Gestatten Sie mir noch eine Bemerkung zum Schluss. Das Diakonische Werk – ich glaube, das ist in der Synode bekannt – hat im Jahr 2003 einen großen Umstrukturierungsprozess vorgenommen. Ein Teil davon war die Aufstellung der Zentren in Berlin-Dahlem. Verschiedene Ziele wurden mit der Umstrukturierung verfolgt: die Erhöhung der Servicequalität des Diakonischen Werkes für seine Mitglieder, die Einbindung der Landes- und Fachverbände als Partner, die Verbesserung der Lobbyarbeit bei der Politik, effektive und effiziente Arbeitsprozesse, eine Verbesserung der Unternehmenskultur und die Schaffung einer transparenten Aufbauorganisation. Diese Ziele wurden seither in unterschiedlichen Maßnahmen umgesetzt. Inwiefern die angestrebten Ziele verwirklicht wurden und was noch nachjustiert werden muss, wird derzeit in einem groß angelegten Evaluationsprozess im Diakonischen Werk erarbeitet. Wir wollen daraus bis zum Frühjahr Folgerungen ableiten, was wir noch weiter verändern und verbessern müssen.

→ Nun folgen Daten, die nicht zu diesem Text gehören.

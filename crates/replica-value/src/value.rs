//! JavaScript-style values
//!
//! `Value` is a small, cheaply clonable enum. Primitives are stored inline;
//! everything with identity lives behind a [`GcRef<JsObject>`]. Symbols are
//! primitives with identity: two symbols are equal only when they share an
//! id, whatever their descriptions say.

use crate::array_buffer::JsArrayBuffer;
use crate::error::{ValueError, ValueResult};
use crate::function::{FunctionFlavor, JsFunction};
use crate::gc::GcRef;
use crate::object::{ErrorKind, JsObject, PropertyKey, Prototype};
use crate::regexp::JsRegExp;
use chrono::{DateTime, NaiveDate};
use num_bigint::BigInt;
use std::fmt;
use std::sync::Arc;
use std::sync::atomic::{AtomicU64, Ordering};

static NEXT_SYMBOL_ID: AtomicU64 = AtomicU64::new(1);

/// A JavaScript Symbol
#[derive(Debug)]
pub struct Symbol {
    /// Symbol description
    pub description: Option<String>,
    /// Unique ID
    pub id: u64,
}

impl Symbol {
    /// Create a fresh symbol, distinct from every other symbol.
    pub fn new(description: Option<&str>) -> Arc<Self> {
        Arc::new(Self {
            description: description.map(str::to_string),
            id: NEXT_SYMBOL_ID.fetch_add(1, Ordering::Relaxed),
        })
    }
}

/// A JavaScript value
#[derive(Clone)]
pub enum Value {
    /// `undefined`
    Undefined,
    /// `null`
    Null,
    /// Boolean primitive
    Boolean(bool),
    /// Number primitive (IEEE 754 double)
    Number(f64),
    /// String primitive
    String(Arc<str>),
    /// BigInt primitive
    BigInt(Arc<BigInt>),
    /// Symbol primitive
    Symbol(Arc<Symbol>),
    /// Any heap object (arrays, functions, maps, ...)
    Object(GcRef<JsObject>),
}

impl Value {
    /// Create undefined value
    #[inline]
    pub const fn undefined() -> Self {
        Self::Undefined
    }

    /// Create null value
    #[inline]
    pub const fn null() -> Self {
        Self::Null
    }

    /// Create boolean value
    #[inline]
    pub const fn boolean(b: bool) -> Self {
        Self::Boolean(b)
    }

    /// Create number value
    #[inline]
    pub const fn number(n: f64) -> Self {
        Self::Number(n)
    }

    /// Create number value from a 32-bit integer
    #[inline]
    pub fn int32(n: i32) -> Self {
        Self::Number(n as f64)
    }

    /// Create NaN value explicitly
    #[inline]
    pub const fn nan() -> Self {
        Self::Number(f64::NAN)
    }

    /// Create string value
    pub fn string(s: &str) -> Self {
        Self::String(Arc::from(s))
    }

    /// Create BigInt value
    pub fn bigint(value: impl Into<BigInt>) -> Self {
        Self::BigInt(Arc::new(value.into()))
    }

    /// Create Symbol value
    pub fn symbol(sym: Arc<Symbol>) -> Self {
        Self::Symbol(sym)
    }

    /// Create a fresh symbol value with an optional description
    pub fn new_symbol(description: Option<&str>) -> Self {
        Self::Symbol(Symbol::new(description))
    }

    /// Create object value
    pub fn object(obj: GcRef<JsObject>) -> Self {
        Self::Object(obj)
    }

    /// Allocate an object and wrap it
    pub fn from_object(obj: JsObject) -> Self {
        Self::Object(GcRef::new(obj))
    }

    /// Empty plain object (`{}`)
    pub fn plain_object() -> Self {
        Self::from_object(JsObject::ordinary())
    }

    /// Dense array
    pub fn array(elements: Vec<Value>) -> Self {
        Self::from_object(JsObject::array(elements))
    }

    /// Array with holes; `None` marks an absent index
    pub fn sparse_array(elements: Vec<Option<Value>>) -> Self {
        Self::from_object(JsObject::sparse_array(elements, Prototype::Intrinsic))
    }

    /// Arguments object
    pub fn arguments(elements: Vec<Value>) -> Self {
        Self::from_object(JsObject::arguments(elements))
    }

    /// Map from `(key, value)` pairs, in insertion order
    pub fn map(entries: Vec<(Value, Value)>) -> Self {
        let obj = JsObject::map();
        for (k, v) in entries {
            obj.map_set(k, v);
        }
        Self::from_object(obj)
    }

    /// Set from values, in insertion order
    pub fn set(values: Vec<Value>) -> Self {
        let obj = JsObject::new_set();
        for v in values {
            obj.set_add(v);
        }
        Self::from_object(obj)
    }

    /// Date from a time value in milliseconds since the epoch (NaN = invalid)
    pub fn date(time: f64) -> Self {
        Self::from_object(JsObject::date(time))
    }

    /// Invalid date (`new Date(NaN)`)
    pub fn invalid_date() -> Self {
        Self::date(f64::NAN)
    }

    /// Date parsed from RFC 3339 (`2020-01-01T00:00:00Z`) or a bare
    /// `YYYY-MM-DD` date (midnight UTC)
    pub fn date_from_iso(text: &str) -> ValueResult<Self> {
        if let Ok(dt) = DateTime::parse_from_rfc3339(text) {
            return Ok(Self::date(dt.timestamp_millis() as f64));
        }
        let day = NaiveDate::parse_from_str(text, "%Y-%m-%d")
            .map_err(|_| ValueError::InvalidDate(text.to_string()))?;
        let midnight = day
            .and_hms_opt(0, 0, 0)
            .ok_or_else(|| ValueError::InvalidDate(text.to_string()))?;
        Ok(Self::date(midnight.and_utc().timestamp_millis() as f64))
    }

    /// RegExp from pattern and flags
    pub fn regexp(source: &str, flags: &str) -> ValueResult<Self> {
        let re = JsRegExp::new(source, flags)?;
        Ok(Self::from_object(JsObject::regexp(re, Prototype::Intrinsic)))
    }

    /// Error of the given kind
    pub fn error(kind: ErrorKind, message: &str) -> Self {
        Self::from_object(JsObject::error(kind, message, Prototype::Intrinsic))
    }

    /// Boxed primitive (`new String("a")`, `Object(sym)`, ...)
    pub fn boxed(primitive: Value) -> Self {
        Self::from_object(JsObject::boxed(primitive))
    }

    /// ArrayBuffer holding a copy of `bytes`
    pub fn array_buffer(bytes: &[u8]) -> Self {
        Self::from_object(JsObject::array_buffer(JsArrayBuffer::from_bytes(
            bytes.to_vec(),
        )))
    }

    /// Opaque callable without behavior
    pub fn function(name: &str) -> Self {
        Self::from_object(JsObject::function(JsFunction::new(
            name,
            FunctionFlavor::Normal,
        )))
    }

    /// Callable backed by a Rust closure
    pub fn native_function<F>(name: &str, f: F) -> Self
    where
        F: Fn(&Value, &[Value]) -> Result<Value, String> + Send + Sync + 'static,
    {
        Self::from_object(JsObject::function(JsFunction::native(name, f)))
    }

    /// Check if value is undefined
    #[inline]
    pub fn is_undefined(&self) -> bool {
        matches!(self, Self::Undefined)
    }

    /// Check if value is null
    #[inline]
    pub fn is_null(&self) -> bool {
        matches!(self, Self::Null)
    }

    /// Check if value is null or undefined
    #[inline]
    pub fn is_nullish(&self) -> bool {
        matches!(self, Self::Undefined | Self::Null)
    }

    /// Check if value is a boolean
    #[inline]
    pub fn is_boolean(&self) -> bool {
        matches!(self, Self::Boolean(_))
    }

    /// Check if value is a number (including NaN)
    #[inline]
    pub fn is_number(&self) -> bool {
        matches!(self, Self::Number(_))
    }

    /// Check if value is NaN
    #[inline]
    pub fn is_nan(&self) -> bool {
        matches!(self, Self::Number(n) if n.is_nan())
    }

    /// Check if value is a string
    #[inline]
    pub fn is_string(&self) -> bool {
        matches!(self, Self::String(_))
    }

    /// Check if value is a BigInt
    #[inline]
    pub fn is_bigint(&self) -> bool {
        matches!(self, Self::BigInt(_))
    }

    /// Check if value is a symbol
    #[inline]
    pub fn is_symbol(&self) -> bool {
        matches!(self, Self::Symbol(_))
    }

    /// Check if value is an object (arrays, functions, maps, ...)
    #[inline]
    pub fn is_object(&self) -> bool {
        matches!(self, Self::Object(_))
    }

    /// Check if value is a primitive
    #[inline]
    pub fn is_primitive(&self) -> bool {
        !self.is_object()
    }

    /// Check if value is callable
    pub fn is_function(&self) -> bool {
        self.as_object().is_some_and(|o| o.is_callable())
    }

    /// Check if value is an array (not an Arguments object)
    pub fn is_array(&self) -> bool {
        self.as_object().is_some_and(|o| o.is_array())
    }

    /// Get as boolean
    pub fn as_boolean(&self) -> Option<bool> {
        match self {
            Self::Boolean(b) => Some(*b),
            _ => None,
        }
    }

    /// Get as number (f64)
    pub fn as_number(&self) -> Option<f64> {
        match self {
            Self::Number(n) => Some(*n),
            _ => None,
        }
    }

    /// Get as string slice
    pub fn as_str(&self) -> Option<&str> {
        match self {
            Self::String(s) => Some(s),
            _ => None,
        }
    }

    /// Get as BigInt
    pub fn as_bigint(&self) -> Option<&BigInt> {
        match self {
            Self::BigInt(b) => Some(b),
            _ => None,
        }
    }

    /// Get as symbol
    pub fn as_symbol(&self) -> Option<&Arc<Symbol>> {
        match self {
            Self::Symbol(s) => Some(s),
            _ => None,
        }
    }

    /// Get as object
    pub fn as_object(&self) -> Option<&GcRef<JsObject>> {
        match self {
            Self::Object(o) => Some(o),
            _ => None,
        }
    }

    /// `typeof` result
    pub fn type_of(&self) -> &'static str {
        match self {
            Self::Undefined => "undefined",
            Self::Null => "object",
            Self::Boolean(_) => "boolean",
            Self::Number(_) => "number",
            Self::String(_) => "string",
            Self::BigInt(_) => "bigint",
            Self::Symbol(_) => "symbol",
            Self::Object(o) if o.is_callable() => "function",
            Self::Object(_) => "object",
        }
    }

    /// Strict equality (`===`). `NaN !== NaN`, `-0 === 0`.
    pub fn strict_equals(&self, other: &Value) -> bool {
        match (self, other) {
            (Self::Undefined, Self::Undefined) | (Self::Null, Self::Null) => true,
            (Self::Boolean(a), Self::Boolean(b)) => a == b,
            (Self::Number(a), Self::Number(b)) => a == b,
            (Self::String(a), Self::String(b)) => a == b,
            (Self::BigInt(a), Self::BigInt(b)) => a == b,
            (Self::Symbol(a), Self::Symbol(b)) => a.id == b.id,
            (Self::Object(a), Self::Object(b)) => a.ptr_eq(b),
            _ => false,
        }
    }

    /// SameValueZero: strict equality except that NaN equals NaN.
    pub fn same_value_zero(&self, other: &Value) -> bool {
        match (self, other) {
            (Self::Number(a), Self::Number(b)) if a.is_nan() && b.is_nan() => true,
            _ => self.strict_equals(other),
        }
    }

    /// Whether both values are the same heap object
    pub fn same_object(&self, other: &Value) -> bool {
        matches!((self, other), (Self::Object(a), Self::Object(b)) if a.ptr_eq(b))
    }

    /// Property read through the prototype chain, invoking getters with
    /// `self` as receiver. Primitives have no own properties here.
    pub fn get(&self, key: &PropertyKey) -> Result<Value, String> {
        match self {
            Self::Object(obj) => obj.get(key, self),
            _ => Ok(Value::Undefined),
        }
    }

    /// Shorthand for [`Value::get`] with a string key
    pub fn get_str(&self, key: &str) -> Result<Value, String> {
        self.get(&PropertyKey::string(key))
    }

    /// Data property write. Returns `false` for primitives and rejected writes.
    pub fn set_property(&self, key: impl Into<PropertyKey>, value: Value) -> bool {
        match self {
            Self::Object(obj) => obj.set(key.into(), value),
            _ => false,
        }
    }

    /// Element at `index` for array-like objects (`None` for holes)
    pub fn element(&self, index: usize) -> Option<Value> {
        self.as_object().and_then(|o| o.element(index))
    }

    /// Invoke a callable
    pub fn call(&self, this: &Value, args: &[Value]) -> Result<Value, String> {
        match self {
            Self::Object(obj) => obj.call(this, args),
            _ => Err(format!("{} is not a function", self.type_of())),
        }
    }
}

impl Default for Value {
    fn default() -> Self {
        Self::Undefined
    }
}

impl PartialEq for Value {
    fn eq(&self, other: &Self) -> bool {
        self.strict_equals(other)
    }
}

impl fmt::Debug for Value {
    fn fmt(&self, f: &mut fmt::Formatter<'_>) -> fmt::Result {
        match self {
            Self::Undefined => write!(f, "undefined"),
            Self::Null => write!(f, "null"),
            Self::Boolean(b) => write!(f, "{b}"),
            Self::Number(n) => write!(f, "{n}"),
            Self::String(s) => write!(f, "{s:?}"),
            Self::BigInt(b) => write!(f, "{b}n"),
            Self::Symbol(s) => match &s.description {
                Some(d) => write!(f, "Symbol({d})"),
                None => write!(f, "Symbol()"),
            },
            Self::Object(o) => write!(f, "{:?}", **o),
        }
    }
}

impl From<f64> for Value {
    fn from(n: f64) -> Self {
        Self::Number(n)
    }
}

impl From<i32> for Value {
    fn from(n: i32) -> Self {
        Self::int32(n)
    }
}

impl From<bool> for Value {
    fn from(b: bool) -> Self {
        Self::Boolean(b)
    }
}

impl From<&str> for Value {
    fn from(s: &str) -> Self {
        Self::string(s)
    }
}

impl From<String> for Value {
    fn from(s: String) -> Self {
        Self::String(Arc::from(s))
    }
}

impl From<GcRef<JsObject>> for Value {
    fn from(obj: GcRef<JsObject>) -> Self {
        Self::Object(obj)
    }
}

impl From<Arc<Symbol>> for Value {
    fn from(sym: Arc<Symbol>) -> Self {
        Self::Symbol(sym)
    }
}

Bemerken möchte ich noch, dass der Wille zu einer guten Zusammenarbeit mit den Verantwortlichen der EKD ebenso wie mit den anderen Mitgliedern, den Freikirchen, auf allen Ebenen in unserem Hause gut ausgeprägt ist und, dass vieles in einer guten Weise ineinander greift. Wir arbeiten mit dem Kirchenamt daran, wie die Zusammenarbeit noch effizienter gestaltet werden kann, indem auch Doppelarbeit von Kirche und Diakonie vermieden wird und der eine etwas für den anderen tut. Mit einem Wort: Das „Miteinandem“ ist in Fahrt.

Lassen Sie mich zum Schluss sagen: Ich verbinde damit auch die Hoffnung, dass das Wort „Diakonie“ wegen seines Inhaltes selbstverständlich in unserem Reden über die Kirche vorkommt. Jetzt könnten wir eigentlich den Versuch machen, gemeinsam zu fahren.